As mentioned by others, OCD is not about cleanliness – it’s a severe and inappropriate expression of anxiety relief that can take any form. But if they are about “uncleanliness” – hoarding for example, they are not about an obsession with the opposite of order. There is a logic to the hoarders’ thinking – it unfortunately is particular to the hoarder, and objectively damaging. Some of the common associations are if they get rid of something, that’s wasteful; they might need it; that they will forget about the memory associated with the thing if they don’t have it; and even comes from an outgrowth of obsessive perfectionism (well, that’s in the wrong place, so because I can’t do it right, I’m not doing anything). Hoarding much of the time, much like all other OCD-type disorders, is a dis-order not because of a need for an opposite of order, but rather because the victim is so obsessed with maintaining order they have found one particular way that they think helps them do that that they exclude most others and stop seeing the negative results of the action. If they aren’t able to do this particular thing, they lose control of their emotions because to them they are losing control of their lives.

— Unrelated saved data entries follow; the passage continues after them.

//! Error types for gridlink-calc

use gridlink_registers::CatalogError;
use thiserror::Error;

/// Failure to read or write a persisted total
///
/// Never fatal for an update: the in-memory total survives and the write is
/// retried on the next successful update.
#[derive(Debug, Error, Clone, PartialEq)]
pub enum StoreError {
    #[error("Store IO error: {0}")]
    Io(String),

    #[error("Store serialization error: {0}")]
    Serialization(String),

    #[error("Store backend error: {0}")]
    Backend(String),
}

impl StoreError {
    pub fn io(msg: impl Into<String>) -> Self {
        Self::Io(msg.into())
    }

    pub fn serialization(msg: impl Into<String>) -> Self {
        Self::Serialization(msg.into())
    }

    pub fn backend(msg: impl Into<String>) -> Self {
        Self::Backend(msg.into())
    }
}

/// Integration setup errors
#[derive(Debug, Error)]
pub enum CalcError {
    #[error("State store error: {0}")]
    Store(#[from] StoreError),

    #[error("Catalog error: {0}")]
    Catalog(#[from] CatalogError),

    #[error("Integration already registered: {0}")]
    AlreadyRegistered(String),
}

impl CalcError {
    pub fn already_registered(key: impl Into<String>) -> Self {
        Self::AlreadyRegistered(key.into())
    }
}

pub type Result<T> = std::result::Result<T, CalcError>;

/// Result type for state store operations
pub type StoreResult<T> = std::result::Result<T, StoreError>;
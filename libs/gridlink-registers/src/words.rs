//! Raw register snapshots
//!
//! One poll cycle's worth of 16-bit words, keyed by register address. The
//! transport that fills it lives outside this crate and is reached through
//! [`RegisterSource`].

use serde::{Deserialize, Serialize};
use std::collections::{BTreeMap, BTreeSet};

/// Immutable snapshot of raw words for one poll cycle
#[derive(Debug, Clone, Default, PartialEq, Eq, Serialize, Deserialize)]
#[serde(transparent)]
pub struct RegisterWords {
    words: BTreeMap<u16, u16>,
}

impl RegisterWords {
    pub fn new() -> Self {
        Self::default()
    }

    /// Word at `address`, `None` if the transport did not supply it
    pub fn get(&self, address: u16) -> Option<u16> {
        self.words.get(&address).copied()
    }

    pub fn insert(&mut self, address: u16, word: u16) {
        self.words.insert(address, word);
    }

    pub fn len(&self) -> usize {
        self.words.len()
    }

    pub fn is_empty(&self) -> bool {
        self.words.is_empty()
    }

    pub fn iter(&self) -> impl Iterator<Item = (u16, u16)> + '_ {
        self.words.iter().map(|(a, w)| (*a, *w))
    }

    /// Copy of the words whose address is in `addresses`
    pub fn subset(&self, addresses: &BTreeSet<u16>) -> Self {
        Self {
            words: addresses
                .iter()
                .filter_map(|a| self.words.get(a).map(|w| (*a, *w)))
                .collect(),
        }
    }
}

impl FromIterator<(u16, u16)> for RegisterWords {
    fn from_iter<I: IntoIterator<Item = (u16, u16)>>(iter: I) -> Self {
        Self {
            words: iter.into_iter().collect(),
        }
    }
}

impl From<BTreeMap<u16, u16>> for RegisterWords {
    fn from(words: BTreeMap<u16, u16>) -> Self {
        Self { words }
    }
}

/// Supplier of raw register words (the device transport)
///
/// Addresses the transport could not read this cycle are simply absent from
/// the returned snapshot.
pub trait RegisterSource {
    fn read_words(&self, addresses: &BTreeSet<u16>) -> RegisterWords;
}

impl RegisterSource for RegisterWords {
    fn read_words(&self, addresses: &BTreeSet<u16>) -> RegisterWords {
        self.subset(addresses)
    }
}
//! gridctl library
//!
//! Configuration, sample loading, the JSON state file and the command
//! implementations behind the `gridctl` binary.

pub mod commands;
pub mod config;
pub mod samples;
pub mod state_file;

pub use commands::{ModelSummary, ReplaySummary};
pub use config::GridctlConfig;
pub use samples::Snapshot;
pub use state_file::JsonFileTotalStore;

This is why they are disorders, and also why it’s difficult to have a dis-order disorder. Dis- generally indicates something separate, apart, different or doubled, not opposite. These are disorders because they are idiosyncratic ways the victims create order in their lives – it is order to them but disorder to the average third-party viewer. So technically, if we take the basic definitions, we get the amusing result that we ALL have a disorder disorder (it becomes a double negative). Something that might be close to what you’re thinking would be severe procrastination, which would lead to an unintended disorder, and other associated organizational issues. Politically, you’re talking about anarchists in a way. You have to think more in the “a-” prefix category to get at the things you’re talking about.

But really I think the closest thing to what you want to get at is someone who is apathetic about cleanliness, order, etc. Who just doesn’t care and lets it all go to shit. Medically, the appropriate term for those people is “slacker leeches.” :-)

wundayatta's avatar

People with bipolar disorder are often unable to organize anything any more. Their spaces tend to gather more and more clutter. This happened to me when I was sick. I just couldn’t face the idea of trying to organize my office. It just seemed impossible to do on my own. Eventually, one of my employees, who said she had OCD, helped me (at my request). We put our talents together and it turned out pretty well.

downtide's avatar

I’m like @Capt_Bloth : I don’t hoard but I am very disorganised and my home is cluttered, but to my knowledge I don;t have bipolar or any other disorder.

And for those who are curious it was me who said I was the “opposite” of OCD.